#### [INPUT DATA]
......
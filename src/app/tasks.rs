//! The background task that converts a selection, one file at a time.

use std::sync::{Arc, Mutex};

use super::events::UserEvent;
use super::helpers::{notify_state, report_error, with_state_and_notify};
use super::proxy::EventProxy;
use super::state::{AppState, BatchPhase};

use crate::core::{
    resolve_destination_name, BatchOutcome, BatchRun, Converter, OutputLocation, SourceItem,
    TargetFormat,
};

const SUCCESS_TITLE: &str = "Success";
const SUCCESS_MESSAGE: &str = "Files have been converted successfully!";

/// Converts `sources` in order and stops at the first failure.
///
/// Progress is reported after every converted file. Files written before a
/// failure are left in the output folder.
pub async fn conversion_task<P: EventProxy, C: Converter>(
    proxy: P,
    state: Arc<Mutex<AppState>>,
    converter: Arc<C>,
    sources: Vec<SourceItem>,
    format_label: String,
    output: OutputLocation,
) {
    let total = sources.len();
    let format = match TargetFormat::from_label(&format_label) {
        Ok(format) => format,
        Err(e) => {
            tracing::error!("Cannot start conversion: {}", e);
            let outcome = BatchOutcome::Aborted {
                processed: 0,
                failed_item: None,
                error: e,
            };
            report_outcome(&proxy, &state, outcome, total, &output);
            return;
        }
    };

    let mut run = BatchRun::new(sources, format);
    tracing::info!("Converting {} files to {}", total, run.format());
    let mut failure = None;

    while let Some(source) = run.current_item().cloned() {
        let position = run.position();
        with_state_and_notify(&state, &proxy, |s| {
            s.status_message = format!("Converting file {} of {}", position, total);
        });

        let candidate = resolve_destination_name(&source.base_name, format);
        match converter
            .convert_one(&source, format, &output, &candidate)
            .await
        {
            Ok(destination) => {
                let name = destination.name.clone();
                run.record_success(destination);
                let progress = run.progress();
                with_state_and_notify(&state, &proxy, |s| {
                    s.progress = progress;
                    s.converted_files.push(name);
                });
            }
            Err(e) => {
                failure = Some(e);
                break;
            }
        }
    }

    let outcome = run.finish(failure);
    report_outcome(&proxy, &state, outcome, total, &output);
}

/// Shows the final dialog, then re-enables the controls.
fn report_outcome<P: EventProxy>(
    proxy: &P,
    state: &Arc<Mutex<AppState>>,
    outcome: BatchOutcome,
    total: usize,
    output: &OutputLocation,
) {
    let mut state_guard = state
        .lock()
        .expect("Mutex was poisoned. This should not happen.");
    state_guard.conversion_task = None;

    match outcome {
        BatchOutcome::Completed { converted } => {
            tracing::info!("All {} files converted into {:?}", converted, output.path());
            state_guard.phase = BatchPhase::Completed;
            state_guard.status_message = format!(
                "Conversion complete! Files saved in {}",
                output.path().display()
            );
            proxy.send_event(UserEvent::ShowSuccess {
                title: SUCCESS_TITLE.to_string(),
                message: SUCCESS_MESSAGE.to_string(),
            });
        }
        BatchOutcome::Aborted {
            processed,
            failed_item,
            error,
        } => {
            state_guard.phase = BatchPhase::Failed;
            state_guard.status_message = match &failed_item {
                Some(item) => format!(
                    "Conversion stopped at {} after {} of {} files",
                    item, processed, total
                ),
                None => format!("Conversion stopped after {} of {} files", processed, total),
            };
            report_error(&mut state_guard, proxy, &error);
        }
    }

    notify_state(&state_guard, proxy);
}
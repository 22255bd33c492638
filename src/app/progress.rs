//! Terminal progress bar driven by `StateUpdate` events.

use indicatif::{ProgressBar, ProgressStyle};

use super::state::BatchPhase;
use super::view_model::UiState;

const BAR_TEMPLATE: &str = "{spinner:.green} [{elapsed_precise}] [{bar:40.cyan/blue}] {pos}/{len} {msg}";

/// Owns the progress bar of the running batch, if any.
///
/// The bar is created on the first update of a run and torn down when the
/// run's final dialog is shown.
pub struct ProgressDisplay {
    bar: Option<ProgressBar>,
    hidden: bool,
}

impl Default for ProgressDisplay {
    fn default() -> Self {
        Self::new()
    }
}

impl ProgressDisplay {
    /// A display that draws to the terminal.
    pub fn new() -> Self {
        Self {
            bar: None,
            hidden: false,
        }
    }

    /// A display that tracks progress without drawing anything.
    pub fn hidden() -> Self {
        Self {
            bar: None,
            hidden: true,
        }
    }

    pub fn bar(&self) -> Option<&ProgressBar> {
        self.bar.as_ref()
    }

    /// Mirrors the progress of a converting batch onto the bar.
    pub fn update(&mut self, ui_state: &UiState) {
        if ui_state.phase != BatchPhase::Converting
            || !ui_state.progress_visible
            || ui_state.progress_max == 0
        {
            return;
        }

        let hidden = self.hidden;
        let bar = self.bar.get_or_insert_with(|| new_bar(hidden));
        bar.set_length(ui_state.progress_max as u64);
        bar.set_position(ui_state.progress_value as u64);
        bar.set_message(ui_state.status_message.clone());
    }

    /// Removes the bar once the batch has ended.
    pub fn finish(&mut self) {
        if let Some(bar) = self.bar.take() {
            bar.finish_and_clear();
        }
    }
}

fn new_bar(hidden: bool) -> ProgressBar {
    if hidden {
        return ProgressBar::hidden();
    }
    let bar = ProgressBar::new(0);
    let style = ProgressStyle::with_template(BAR_TEMPLATE)
        .map(|style| style.progress_chars("#>-"))
        .unwrap_or_else(|_| ProgressStyle::default_bar());
    bar.set_style(style);
    bar
}
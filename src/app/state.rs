//! Defines the central, mutable state of the application.

use crate::config::{self, AppConfig};
use crate::core::{ConversionProgress, OutputLocation, SelectionManager};
use serde::Serialize;
use std::path::PathBuf;
use tokio::task::JoinHandle;

/// Where the orchestrator is in the select → convert cycle.
///
/// `Completed` and `Failed` describe the last finished run. The selection is
/// kept, so both allow a new selection or a new run just like `Selected`.
#[derive(Debug, Clone, Copy, PartialEq, Eq, Serialize)]
pub enum BatchPhase {
    Idle,
    Selected,
    Converting,
    Completed,
    Failed,
}

/// Holds the complete, mutable state of the application.
///
/// This struct is wrapped in an `Arc<Mutex<...>>` to allow for safe, shared access
/// from the UI command handlers and the conversion task.
pub struct AppState {
    /// The application's configuration settings.
    pub config: AppConfig,
    /// Overrides the platform config directory when saving. Used by tests.
    pub config_dir: Option<PathBuf>,
    pub phase: BatchPhase,
    /// The documents picked by the user, in selection order.
    pub selection: SelectionManager,
    /// The label currently chosen in the format chooser.
    pub chosen_format: Option<String>,
    /// The output folder, set once by `initialize`.
    pub output_location: Option<OutputLocation>,
    /// Set if the output folder could not be created. Conversion stays disabled.
    pub startup_error: Option<String>,
    pub status_message: String,
    pub progress: ConversionProgress,
    /// Names of the files written by the current or last run.
    pub converted_files: Vec<String>,
    /// A handle to the running conversion task, if any.
    pub conversion_task: Option<JoinHandle<()>>,
}

impl Default for AppState {
    fn default() -> Self {
        Self::new(AppConfig::default())
    }
}

impl AppState {
    pub fn new(config: AppConfig) -> Self {
        let selection = SelectionManager::new(config.allowed_extensions.as_slice());
        let chosen_format = config.last_format.clone();
        Self {
            config,
            config_dir: None,
            phase: BatchPhase::Idle,
            selection,
            chosen_format,
            output_location: None,
            startup_error: None,
            status_message: "Ready.".to_string(),
            progress: ConversionProgress::default(),
            converted_files: Vec::new(),
            conversion_task: None,
        }
    }

    /// Select, format choice and start are all disabled while a run is in progress.
    pub fn controls_enabled(&self) -> bool {
        self.phase != BatchPhase::Converting
    }

    /// `true` if a start request would actually begin a run.
    pub fn can_convert(&self) -> bool {
        self.controls_enabled()
            && self.output_location.is_some()
            && self.chosen_format.is_some()
            && !self.selection.is_empty()
    }

    /// Persists the config, logging instead of failing.
    pub fn save_config(&self) {
        if let Err(e) = config::settings::save_config(&self.config, self.config_dir.as_deref()) {
            tracing::warn!("Failed to save config: {}", e);
        }
    }
}
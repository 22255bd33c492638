//! Defines an abstraction over the event sending mechanism.

use super::events::UserEvent;
use tokio::sync::mpsc::UnboundedSender;

/// A trait that abstracts the sending of user events.
/// This is "fire-and-forget" and doesn't return a result, simplifying its use.
pub trait EventProxy: Send + Sync + Clone + 'static {
    fn send_event(&self, event: UserEvent);
}

/// The channel the binary's render loop reads from.
impl EventProxy for UnboundedSender<UserEvent> {
    fn send_event(&self, event: UserEvent) {
        if let Err(e) = self.send(event) {
            tracing::warn!("Failed to send event to render loop: {}", e);
        }
    }
}
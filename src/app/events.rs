//! Defines the messages sent from the orchestrator to the UI.

use serde::Deserialize;

use super::view_model::UiState;

/// Events sent from the orchestrator to whatever renders the UI.
#[derive(Debug)]
pub enum UserEvent {
    /// A complete state update: status line, progress and control enablement.
    StateUpdate(Box<UiState>),
    /// A modal error message.
    ShowError { title: String, message: String },
    /// A modal success message.
    ShowSuccess { title: String, message: String },
}

/// A user action coming from the UI.
#[derive(Deserialize, Debug, Clone, PartialEq)]
#[serde(tag = "command", content = "payload", rename_all = "camelCase")]
pub enum UiCommand {
    /// Resolve the output folder. Sent once, when the UI starts.
    Initialize,
    SelectFiles,
    /// The label picked in the format chooser, or `None` if the choice was cleared.
    ChooseFormat(Option<String>),
    StartConversion,
}
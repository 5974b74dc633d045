/// Default tick interval in milliseconds for the driver loop
pub const DEFAULT_TICK_INTERVAL_MS: u64 = 100;

/// Default grid height
pub const DEFAULT_NUM_ROWS: usize = 20;

/// Default grid width
pub const DEFAULT_NUM_COLS: usize = 20;

/// Default starting cell of the snake head
pub const DEFAULT_START_INDEX: usize = 20;

/// Random samples tried before food placement gives up
pub const MAX_FOOD_PLACEMENT_ATTEMPTS: usize = 500;
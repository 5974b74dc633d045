use common::Direction;
use super::types::{CharPattern, CharDimensions};

pub trait CellRenderer {
    fn char_dimensions(&self) -> CharDimensions;

    fn render_head(&self, direction: Direction, game_over: bool) -> CharPattern;

    fn render_body(&self) -> CharPattern;

    fn render_food(&self) -> CharPattern;

    fn render_empty(&self) -> CharPattern;
}
use common::Direction;
use ratatui::style::{Color, Modifier, Style};
use super::traits::CellRenderer;
use super::types::{CharPattern, CharDimensions};

pub struct StandardRenderer {
    char_dims: CharDimensions,
}

impl StandardRenderer {
    pub fn new(char_dims: CharDimensions) -> Self {
        Self { char_dims }
    }
}

impl CellRenderer for StandardRenderer {
    fn char_dimensions(&self) -> CharDimensions {
        self.char_dims
    }

    fn render_head(&self, _direction: Direction, game_over: bool) -> CharPattern {
        let color = if game_over { Color::Red } else { Color::White };
        CharPattern::single(
            '█',
            self.char_dims,
            Style::default().fg(color).add_modifier(Modifier::BOLD),
        )
    }

    fn render_body(&self) -> CharPattern {
        CharPattern::single('▓', self.char_dims, Style::default().fg(Color::Green))
    }

    fn render_food(&self) -> CharPattern {
        if self.char_dims.horizontal <= 2 && self.char_dims.vertical == 1 {
            return CharPattern::single('●', self.char_dims, Style::default().fg(Color::Yellow));
        }

        // For larger dimensions, create a checkerboard so food reads as a dot
        let mut pattern = CharPattern::empty(self.char_dims);
        pattern.style = Style::default().fg(Color::Yellow);
        for (y, row) in pattern.chars.iter_mut().enumerate() {
            for (x, ch) in row.iter_mut().enumerate() {
                if (x + y) % 2 == 0 {
                    *ch = '●';
                }
            }
        }
        pattern
    }

    fn render_empty(&self) -> CharPattern {
        CharPattern::empty(self.char_dims)
    }
}
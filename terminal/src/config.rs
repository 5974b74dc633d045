use crate::render::types::RenderConfig;
use anyhow::Result;
use clap::Parser;
use common::{FoodPolicy, GameConfig};
use std::path::PathBuf;
use std::time::Duration;

#[derive(Parser, Debug)]
#[command(name = "torus-snake", about = "Snake on a wrap-around grid, in the terminal")]
pub struct Args {
    /// JSON file with a base game configuration; flags below override it
    #[arg(long, env = "TORUS_SNAKE_CONFIG")]
    pub config: Option<PathBuf>,

    /// Grid height in cells
    #[arg(long, env = "TORUS_SNAKE_ROWS")]
    pub rows: Option<usize>,

    /// Grid width in cells
    #[arg(long, env = "TORUS_SNAKE_COLS")]
    pub cols: Option<usize>,

    /// Cell index the snake head starts on
    #[arg(long, env = "TORUS_SNAKE_START_INDEX")]
    pub start_index: Option<usize>,

    /// Milliseconds between ticks
    #[arg(long, env = "TORUS_SNAKE_TICK_MS")]
    pub tick_ms: Option<u64>,

    /// Terminal columns per grid cell
    #[arg(long, env = "TORUS_SNAKE_CELL_SIZE", default_value_t = 2)]
    pub cell_size: usize,

    /// Seed for food placement, for reproducible games
    #[arg(long, env = "TORUS_SNAKE_SEED")]
    pub seed: Option<u64>,

    /// Scan for a free cell when random food placement runs out of attempts
    #[arg(long, env = "TORUS_SNAKE_SCAN_FALLBACK")]
    pub scan_fallback: bool,

    /// Where to write logs (stdout belongs to the game screen)
    #[arg(long, env = "TORUS_SNAKE_LOG_FILE")]
    pub log_file: Option<PathBuf>,
}

#[derive(Debug, Clone)]
pub struct Settings {
    pub game: GameConfig,
    pub render: RenderConfig,
    pub seed: Option<u64>,
    pub log_file: PathBuf,
}

impl Settings {
    pub fn tick_interval(&self) -> Duration {
        Duration::from_millis(self.game.tick_interval_ms)
    }
}

impl Args {
    pub fn into_settings(self) -> Result<Settings> {
        let mut game = match &self.config {
            Some(path) => GameConfig::load(path)?,
            None => GameConfig::default(),
        };

        if let Some(rows) = self.rows {
            game.num_rows = rows;
        }
        if let Some(cols) = self.cols {
            game.num_cols = cols;
        }
        if let Some(start_index) = self.start_index {
            game.start_index = start_index;
        }
        if let Some(tick_ms) = self.tick_ms {
            game.tick_interval_ms = tick_ms;
        }
        if self.scan_fallback {
            game.food_policy = FoodPolicy::RandomThenScan;
        }
        game.validate()?;

        let log_file = self
            .log_file
            .unwrap_or_else(|| std::env::temp_dir().join("torus-snake.log"));

        Ok(Settings {
            game,
            render: RenderConfig::with_cell_size(self.cell_size),
            seed: self.seed,
            log_file,
        })
    }
}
......
#### [EXERCISE REQUIREMENTS]
If a line in the records contains the word "Where", copy it out.

#### [RESULT OF THE TASK]
/// Where the orchestrator is in the select → convert cycle.
    /// Where to write logs (stdout belongs to the game screen)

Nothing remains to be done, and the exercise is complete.